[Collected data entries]

------

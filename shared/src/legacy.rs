//! Adapters for older call shapes
//!
//! Earlier callers pass loose positional arguments with free-form profile,
//! activity and objective spellings. Each adapter builds the canonical input
//! and delegates to the engine or the component calculators; none of them
//! carries its own math.

use crate::energy::{calculate_bmr, BodyMetrics};
use crate::engine::calculate_plan;
use crate::errors::NutritionError;
use crate::macronutrients::{distribute_macros, FatTarget, MacronutrientPlan};
use crate::meals::{distribute_meals, MealAllocation, MealTemplate};
use crate::profile::{classify, select_formula};
use crate::types::{CalculationInput, CalculationRequest, Gender, Profile};
use crate::validation::validate_macro_plan;

fn request(
    weight_kg: f64,
    height_cm: f64,
    age_years: i64,
    gender: &str,
    profile: &str,
    activity_level: &str,
    objective: &str,
) -> CalculationRequest {
    CalculationRequest {
        weight_kg,
        height_cm,
        age_years,
        gender: gender.to_string(),
        profile: profile.to_string(),
        activity_level: activity_level.to_string(),
        objective: objective.to_string(),
        body_fat_percent: None,
        caloric_adjustment_kcal: None,
        protein_g_per_kg: None,
        fat_g_per_kg: None,
        fat_energy_percent: None,
        bmr_formula: None,
        meal_template: None,
    }
}

/// Basal rate for the profile's default formula
pub fn basal_rate(
    weight_kg: f64,
    height_cm: f64,
    age_years: i64,
    gender: &str,
    profile: &str,
) -> Result<f64, NutritionError> {
    let gender: Gender = gender.parse()?;
    let profile: Profile = profile.parse()?;
    let age_years =
        u32::try_from(age_years).map_err(|_| NutritionError::NonPositive { field: "age" })?;

    let metrics = BodyMetrics {
        weight_kg,
        height_cm,
        age_years,
        gender,
        body_fat_percent: None,
    };
    let result = calculate_bmr(&metrics, select_formula(profile, None, None))?;
    Ok(result.kcal)
}

/// Caloric target (VET) through the full pipeline
///
/// The calorie floor applies here exactly as it does for [`calculate_plan`].
pub fn caloric_target(
    weight_kg: f64,
    height_cm: f64,
    age_years: i64,
    gender: &str,
    profile: &str,
    activity_level: &str,
    objective: &str,
) -> Result<f64, NutritionError> {
    let input = CalculationInput::try_from(request(
        weight_kg,
        height_cm,
        age_years,
        gender,
        profile,
        activity_level,
        objective,
    ))?;
    Ok(calculate_plan(&input)?.vet.kcal)
}

/// Split a caloric target with the profile's default ratios
pub fn macro_split(
    energy_kcal: f64,
    weight_kg: f64,
    profile: &str,
) -> Result<MacronutrientPlan, NutritionError> {
    let descriptor = classify(profile.parse()?);
    let plan = distribute_macros(
        energy_kcal,
        weight_kg,
        descriptor.protein_g_per_kg.default,
        FatTarget::GramsPerKg(descriptor.fat_g_per_kg.default),
    )?;

    let check = validate_macro_plan(&plan);
    if !check.is_valid {
        return Err(NutritionError::InconsistentPlan(check));
    }
    Ok(plan)
}

/// Spread a macro plan over the default six meals
pub fn meal_split(plan: &MacronutrientPlan) -> MealAllocation {
    distribute_meals(plan, &MealTemplate::default())
}
//! Macronutrient distribution "by difference"
//!
//! Protein and fat are fixed first from per-kilogram ratios (or a fat share of
//! the caloric target); carbohydrate receives whatever energy remains and is
//! never set independently.

use crate::errors::{ensure_positive, NutritionError};
use crate::tables::energy_density;
use serde::{Deserialize, Serialize};

/// The three energy-yielding macronutrients
#[derive(Debug, Clone, Copy, PartialEq, Eq, Hash, Serialize, Deserialize)]
#[serde(rename_all = "snake_case")]
pub enum Macronutrient {
    Protein,
    Fat,
    Carbohydrate,
}

impl Macronutrient {
    pub const ALL: [Macronutrient; 3] = [
        Macronutrient::Protein,
        Macronutrient::Fat,
        Macronutrient::Carbohydrate,
    ];

    pub fn kcal_per_gram(&self) -> f64 {
        match self {
            Macronutrient::Protein => energy_density::PROTEIN_KCAL_PER_G,
            Macronutrient::Fat => energy_density::FAT_KCAL_PER_G,
            Macronutrient::Carbohydrate => energy_density::CARBOHYDRATE_KCAL_PER_G,
        }
    }

    pub fn as_str(&self) -> &'static str {
        match self {
            Macronutrient::Protein => "protein",
            Macronutrient::Fat => "fat",
            Macronutrient::Carbohydrate => "carbohydrate",
        }
    }
}

/// How the fat target is fixed
#[derive(Debug, Clone, Copy, PartialEq, Serialize, Deserialize)]
#[serde(tag = "method", content = "value", rename_all = "snake_case")]
pub enum FatTarget {
    /// Grams per kilogram of body weight
    GramsPerKg(f64),
    /// Share of the caloric target, in percent
    PercentOfEnergy(f64),
}

/// Amount of one macronutrient in a daily plan
#[derive(Debug, Clone, Copy, PartialEq, Serialize, Deserialize)]
pub struct NutrientAmount {
    pub grams: f64,
    pub kcal: f64,
    /// Share of the caloric target, in percent
    pub percent: f64,
}

impl NutrientAmount {
    fn from_grams(grams: f64, nutrient: Macronutrient, energy_kcal: f64) -> Self {
        let kcal = grams * nutrient.kcal_per_gram();
        Self {
            grams,
            kcal,
            percent: kcal / energy_kcal * 100.0,
        }
    }
}

/// Daily macronutrient targets for a caloric target
#[derive(Debug, Clone, Copy, PartialEq, Serialize, Deserialize)]
pub struct MacronutrientPlan {
    /// Caloric target the plan was derived from (VET)
    pub energy_kcal: f64,
    pub protein: NutrientAmount,
    pub fat: NutrientAmount,
    pub carbohydrate: NutrientAmount,
}

impl MacronutrientPlan {
    pub fn nutrient(&self, nutrient: Macronutrient) -> &NutrientAmount {
        match nutrient {
            Macronutrient::Protein => &self.protein,
            Macronutrient::Fat => &self.fat,
            Macronutrient::Carbohydrate => &self.carbohydrate,
        }
    }

    /// Sum of the three nutrients' kcal
    pub fn total_kcal(&self) -> f64 {
        self.protein.kcal + self.fat.kcal + self.carbohydrate.kcal
    }
}

/// Split a caloric target into protein, fat and carbohydrate
///
/// 1. protein_g = ratio × weight
/// 2. fat_g = ratio × weight, or energy × percent / 100 / 9
/// 3. carbohydrate_kcal = energy − protein_kcal − fat_kcal
///
/// # Errors
///
/// Non-positive inputs, a fat share outside (0, 100), and
/// [`NutritionError::CarbohydrateBudgetExhausted`] when protein and fat
/// consume the whole target.
pub fn distribute_macros(
    energy_kcal: f64,
    weight_kg: f64,
    protein_g_per_kg: f64,
    fat: FatTarget,
) -> Result<MacronutrientPlan, NutritionError> {
    ensure_positive(energy_kcal, "caloric target")?;
    ensure_positive(weight_kg, "weight")?;
    ensure_positive(protein_g_per_kg, "protein ratio")?;

    let fat_g = match fat {
        FatTarget::GramsPerKg(ratio) => {
            ensure_positive(ratio, "fat ratio")?;
            ratio * weight_kg
        }
        FatTarget::PercentOfEnergy(percent) => {
            if !percent.is_finite() || percent <= 0.0 || percent >= 100.0 {
                return Err(NutritionError::FatShareOutOfRange(percent));
            }
            energy_kcal * percent / 100.0 / energy_density::FAT_KCAL_PER_G
        }
    };

    let protein = NutrientAmount::from_grams(
        protein_g_per_kg * weight_kg,
        Macronutrient::Protein,
        energy_kcal,
    );
    let fat = NutrientAmount::from_grams(fat_g, Macronutrient::Fat, energy_kcal);

    let remaining_kcal = energy_kcal - protein.kcal - fat.kcal;
    if remaining_kcal <= 0.0 {
        return Err(NutritionError::CarbohydrateBudgetExhausted {
            protein_kcal: protein.kcal,
            fat_kcal: fat.kcal,
            energy_kcal,
        });
    }

    let carbohydrate_g = (remaining_kcal / energy_density::CARBOHYDRATE_KCAL_PER_G).max(0.0);
    let carbohydrate =
        NutrientAmount::from_grams(carbohydrate_g, Macronutrient::Carbohydrate, energy_kcal);

    Ok(MacronutrientPlan {
        energy_kcal,
        protein,
        fat,
        carbohydrate,
    })
}

#[cfg(test)]
mod tests {
    use super::*;
    use proptest::prelude::*;

    fn approx(a: f64, b: f64) -> bool {
        (a - b).abs() < 1e-6
    }

    #[test]
    fn test_reference_split_by_difference() {
        // VET 2400, 70kg, protein 1.8 g/kg, fat 25% of VET
        let plan = distribute_macros(2400.0, 70.0, 1.8, FatTarget::PercentOfEnergy(25.0)).unwrap();

        assert!(approx(plan.protein.grams, 126.0));
        assert!(approx(plan.protein.kcal, 504.0));
        assert!(approx(plan.fat.kcal, 600.0));
        assert!((plan.fat.grams - 66.7).abs() < 0.05);
        assert!(approx(plan.carbohydrate.kcal, 1296.0));
        assert!(approx(plan.carbohydrate.grams, 324.0));

        assert!(approx(plan.protein.percent, 21.0));
        assert!(approx(plan.fat.percent, 25.0));
        assert!(approx(plan.carbohydrate.percent, 54.0));
    }

    #[test]
    fn test_fat_per_kilogram() {
        let plan = distribute_macros(2000.0, 60.0, 1.6, FatTarget::GramsPerKg(0.8)).unwrap();
        assert!(approx(plan.fat.grams, 48.0));
        assert!(approx(plan.fat.kcal, 432.0));
        // 2000 - 384 - 432 = 1184 kcal
        assert!(approx(plan.carbohydrate.grams, 296.0));
    }

    #[test]
    fn test_exhausted_budget_is_rejected() {
        // 100kg at 2.2 g/kg protein (880 kcal) + 1.0 g/kg fat (900 kcal) > 1700
        let err = distribute_macros(1700.0, 100.0, 2.2, FatTarget::GramsPerKg(1.0)).unwrap_err();
        assert!(matches!(err, NutritionError::CarbohydrateBudgetExhausted { .. }));
    }

    #[test]
    fn test_exactly_exhausted_budget_is_rejected() {
        // 50kg: protein 2.0 -> 400 kcal, fat 25% of 800 -> 200 kcal, leaves 200
        assert!(distribute_macros(800.0, 50.0, 2.0, FatTarget::PercentOfEnergy(25.0)).is_ok());
        // protein 600 kcal + fat 200 kcal == 800
        assert!(distribute_macros(800.0, 50.0, 3.0, FatTarget::PercentOfEnergy(25.0)).is_err());
    }

    #[test]
    fn test_invalid_parameters() {
        assert_eq!(
            distribute_macros(0.0, 70.0, 1.8, FatTarget::GramsPerKg(0.8)).unwrap_err(),
            NutritionError::NonPositive {
                field: "caloric target"
            }
        );
        assert_eq!(
            distribute_macros(2000.0, 70.0, 1.8, FatTarget::PercentOfEnergy(100.0)).unwrap_err(),
            NutritionError::FatShareOutOfRange(100.0)
        );
        assert_eq!(
            distribute_macros(2000.0, 70.0, 1.8, FatTarget::GramsPerKg(-0.5)).unwrap_err(),
            NutritionError::NonPositive { field: "fat ratio" }
        );
    }

    #[test]
    fn test_fat_target_json_shape() {
        let json = serde_json::to_value(FatTarget::PercentOfEnergy(25.0)).unwrap();
        assert_eq!(json["method"], "percent_of_energy");
        assert_eq!(json["value"], 25.0);
    }

    proptest! {
        #![proptest_config(ProptestConfig::with_cases(200))]

        /// Property: kcal of the three nutrients add back up to the target
        #[test]
        fn prop_kcal_sum_matches_target(
            energy in 1200.0f64..5000.0,
            weight in 40.0f64..150.0,
            protein in 0.8f64..2.2,
            fat_percent in 15.0f64..35.0
        ) {
            if let Ok(plan) = distribute_macros(energy, weight, protein, FatTarget::PercentOfEnergy(fat_percent)) {
                prop_assert!((plan.total_kcal() - energy).abs() <= 1.0);
                prop_assert!(plan.carbohydrate.grams > 0.0);
                let percent_sum = plan.protein.percent + plan.fat.percent + plan.carbohydrate.percent;
                prop_assert!((percent_sum - 100.0).abs() < 1e-6);
            }
        }

        /// Property: a plan is produced iff protein and fat leave energy over
        #[test]
        fn prop_rejects_only_exhausted_budgets(
            energy in 800.0f64..4000.0,
            weight in 40.0f64..150.0,
            protein in 0.8f64..2.5,
            fat in 0.5f64..1.2
        ) {
            let fixed_kcal = protein * weight * 4.0 + fat * weight * 9.0;
            let result = distribute_macros(energy, weight, protein, FatTarget::GramsPerKg(fat));
            prop_assert_eq!(result.is_ok(), energy - fixed_kcal > 0.0);
        }
    }
}
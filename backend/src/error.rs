//! Application error handling
//!
//! This module provides unified error handling for the API,
//! converting engine and internal errors to appropriate HTTP responses.

use axum::{
    extract::rejection::JsonRejection,
    http::StatusCode,
    response::{IntoResponse, Response},
    Json,
};
use nutriplan_shared::NutritionError;
use serde::Serialize;
use thiserror::Error;
use tracing::error;

/// API error type that can be converted to HTTP responses
#[derive(Error, Debug)]
pub enum ApiError {
    #[error("Calculation error: {0}")]
    Calculation(#[from] NutritionError),

    #[error("Resource not found: {0}")]
    NotFound(String),

    #[error("Bad request: {0}")]
    BadRequest(String),

    #[error("Internal server error")]
    Internal(#[from] anyhow::Error),
}

impl From<JsonRejection> for ApiError {
    fn from(rejection: JsonRejection) -> Self {
        ApiError::BadRequest(rejection.body_text())
    }
}

/// Error response body
#[derive(Serialize)]
pub struct ErrorResponse {
    pub error: ErrorDetail,
}

/// Error detail
#[derive(Serialize)]
pub struct ErrorDetail {
    pub code: String,
    pub message: String,
    /// Every finding when validation rejected the request
    #[serde(skip_serializing_if = "Vec::is_empty")]
    pub details: Vec<String>,
}

impl ApiError {
    fn parts(&self) -> (StatusCode, &'static str, String, Vec<String>) {
        match self {
            ApiError::Calculation(err) => match err {
                NutritionError::InvalidInput(findings) => (
                    StatusCode::BAD_REQUEST,
                    "VALIDATION_ERROR",
                    "The calculation input is invalid".to_string(),
                    findings.errors.clone(),
                ),
                NutritionError::InconsistentPlan(findings) => (
                    StatusCode::UNPROCESSABLE_ENTITY,
                    "CALCULATION_ERROR",
                    "The derived plan is inconsistent".to_string(),
                    findings.errors.clone(),
                ),
                NutritionError::InvalidConfig(findings) => {
                    error!(errors = ?findings.errors, "Engine misconfigured");
                    (
                        StatusCode::INTERNAL_SERVER_ERROR,
                        "INTERNAL_ERROR",
                        "An internal error occurred".to_string(),
                        Vec::new(),
                    )
                }
                err if err.is_input_error() => (
                    StatusCode::BAD_REQUEST,
                    "VALIDATION_ERROR",
                    err.to_string(),
                    Vec::new(),
                ),
                err => (
                    StatusCode::UNPROCESSABLE_ENTITY,
                    "CALCULATION_ERROR",
                    err.to_string(),
                    Vec::new(),
                ),
            },
            ApiError::NotFound(msg) => (StatusCode::NOT_FOUND, "NOT_FOUND", msg.clone(), Vec::new()),
            ApiError::BadRequest(msg) => {
                (StatusCode::BAD_REQUEST, "BAD_REQUEST", msg.clone(), Vec::new())
            }
            ApiError::Internal(err) => {
                error!("Internal error: {:?}", err);
                (
                    StatusCode::INTERNAL_SERVER_ERROR,
                    "INTERNAL_ERROR",
                    "An internal error occurred".to_string(),
                    Vec::new(),
                )
            }
        }
    }
}

impl IntoResponse for ApiError {
    fn into_response(self) -> Response {
        let (status, code, message, details) = self.parts();

        let body = Json(ErrorResponse {
            error: ErrorDetail {
                code: code.to_string(),
                message,
                details,
            },
        });

        (status, body).into_response()
    }
}

/// Result type alias for API handlers
pub type ApiResult<T> = Result<T, ApiError>;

------

PROBLEM:
From the entries above, restate word for word the lines from the line containing "use super::*;" to the line containing "60.0, 1.6, FatTarget::GramsPerKg(0.8)).unwrap();", both ends included, and nothing more.

TASK RESULT:
    use super::*;
    use proptest::prelude::*;

    fn approx(a: f64, b: f64) -> bool {
        (a - b).abs() < 1e-6
    }

    #[test]
    fn test_reference_split_by_difference() {
        // VET 2400, 70kg, protein 1.8 g/kg, fat 25% of VET
        let plan = distribute_macros(2400.0, 70.0, 1.8, FatTarget::PercentOfEnergy(25.0)).unwrap();

        assert!(approx(plan.protein.grams, 126.0));
        assert!(approx(plan.protein.kcal, 504.0));
        assert!(approx(plan.fat.kcal, 600.0));
        assert!((plan.fat.grams - 66.7).abs() < 0.05);
        assert!(approx(plan.carbohydrate.kcal, 1296.0));
        assert!(approx(plan.carbohydrate.grams, 324.0));

        assert!(approx(plan.protein.percent, 21.0));
        assert!(approx(plan.fat.percent, 25.0));
        assert!(approx(plan.carbohydrate.percent, 54.0));
    }

    #[test]
    fn test_fat_per_kilogram() {
        let plan = distribute_macros(2000.0, 60.0, 1.6, FatTarget::GramsPerKg(0.8)).unwrap();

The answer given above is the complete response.